AUTHOR: Gene Luen Yang
SERIES: none
PUBLISHER: First Second
PUBLICATION DATE: September 5, 2006
ISBN: 9781596431522
PAGES: 260
SOURCE: my library
GENRE: graphic novel; realistic/spiritual
SETTING: modern-day California
GIVE IT TO: MS (especially boys)

SUMMARY: Chapters alternate among three stories. The first story is of the rebellious Monkey King, who achieves the 12 disciplines of Kung-Fu in order to become equal to the immortals. The second story is about Jin Wang, a modern-day boy of Chinese heritage. Though he was born in Los Angeles and is an American, bullying and stereotypes have led him to be ashamed of his Chinese heritage. The third story is about Danny, a boy whose egregiously obnoxious Chinese cousin drives him nuts. Though they seem completely separate, the three stories are connected and intertwine nicely by the end.

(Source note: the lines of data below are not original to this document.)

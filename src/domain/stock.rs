use std::fmt;

use uuid::Uuid;

use super::order::FulfillmentType;

/// `manual_stock_total` value meaning "unlimited, no tracking".
pub const UNLIMITED_STOCK: i32 = -1;

/// Which counter row a stock operation applies to.
#[derive(Debug, Clone, Copy, PartialEq, Eq)]
pub enum StockTarget {
    Product(Uuid),
    Sku(Uuid),
}

impl StockTarget {
    pub fn new(product_id: Uuid, sku_id: Option<Uuid>) -> Self {
        match sku_id {
            Some(sku_id) => StockTarget::Sku(sku_id),
            None => StockTarget::Product(product_id),
        }
    }
}

impl fmt::Display for StockTarget {
    fn fmt(&self, f: &mut fmt::Formatter<'_>) -> fmt::Result {
        match self {
            StockTarget::Product(id) => write!(f, "product {}", id),
            StockTarget::Sku(id) => write!(f, "sku {}", id),
        }
    }
}

/// Result of a conditional stock update.
#[derive(Debug, Clone, Copy, PartialEq, Eq)]
pub enum StockOutcome {
    /// One row matched the guard and was updated.
    Applied,
    /// Target is unlimited; nothing was written.
    Unlimited,
    /// The guard rejected the update (or the target does not exist).
    Insufficient,
}

/// What is left to sell of a product or one of its SKUs.
#[derive(Debug, Clone, PartialEq, Eq)]
pub struct StockLevel {
    pub product_id: Uuid,
    pub sku_id: Option<Uuid>,
    pub fulfillment_type: FulfillmentType,
    /// Reservable units (manual) or available secrets (auto); `None` is unlimited.
    pub available: Option<i64>,
}

/// Manual stock counters as stored.
///
/// `total` is the remaining unlocked and unsold quantity: reserving moves
/// units from `total` to `locked`, consuming moves them from `locked` to
/// `sold`. The methods below mirror the guards of the SQL updates in the
/// stock ledger and return `None` where the guard would match zero rows.
#[derive(Debug, Clone, Copy, PartialEq, Eq)]
pub struct StockCounters {
    pub total: i32,
    pub locked: i32,
    pub sold: i32,
}

impl StockCounters {
    pub fn new(total: i32, locked: i32, sold: i32) -> Self {
        Self { total, locked, sold }
    }

    pub fn is_unlimited(&self) -> bool {
        self.total == UNLIMITED_STOCK
    }

    /// Units a checkout can still reserve, `None` when unlimited.
    pub fn available(&self) -> Option<i32> {
        if self.is_unlimited() {
            None
        } else {
            Some(self.total)
        }
    }

    pub fn reserve(&self, qty: i32) -> Option<StockCounters> {
        if self.is_unlimited() {
            return Some(*self);
        }
        if qty <= 0 || self.total < qty {
            return None;
        }
        Some(StockCounters::new(self.total - qty, self.locked + qty, self.sold))
    }

    pub fn release(&self, qty: i32) -> Option<StockCounters> {
        if self.is_unlimited() {
            return Some(*self);
        }
        if qty <= 0 || self.locked < qty {
            return None;
        }
        Some(StockCounters::new(self.total + qty, self.locked - qty, self.sold))
    }

    /// Converts a reservation into a sale. When fewer than `qty` units are
    /// locked the shortfall is taken from `total` directly.
    pub fn consume(&self, qty: i32) -> Option<StockCounters> {
        if self.is_unlimited() {
            return Some(*self);
        }
        if qty <= 0 {
            return None;
        }
        if self.locked >= qty {
            return Some(StockCounters::new(self.total, self.locked - qty, self.sold + qty));
        }
        if self.total + self.locked >= qty {
            return Some(StockCounters::new(
                self.total + self.locked - qty,
                0,
                self.sold + qty,
            ));
        }
        None
    }
}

WHAT I LIKED: I read this book because it is one of the Shanghai Battle of the Books selections for 2015-16. My students seem to like it quite well, so I picked it up to read on the bus on the way home. Believe it or not, this is the first graphic novel I’ve ever really read! As a librarian, I have flipped through many, but I have never sat down to read one from start to finish.

I loved how the Monkey King’s, Danny’s, and Jin Wang’s stories combined as the book progressed. I did not think the stories meshed perfectly, but I liked how it all came together in the end. The very last page made me smile. 🙂

American Born Chinese is funny! The humor is often subtle, and I laughed out loud many times.

I love the unique way the author addresses modern Chinese stereotypes. Many of these are everyday racism, such as a white teacher introducing San-Franciscan Jin Wang as “coming all the way from China” or schoolyard bullying with racial epithets. Others, such as the character of Chin-Kee, hit the reader over the head with it. Reading the Chin-Kee sections was just painful, which brings me to…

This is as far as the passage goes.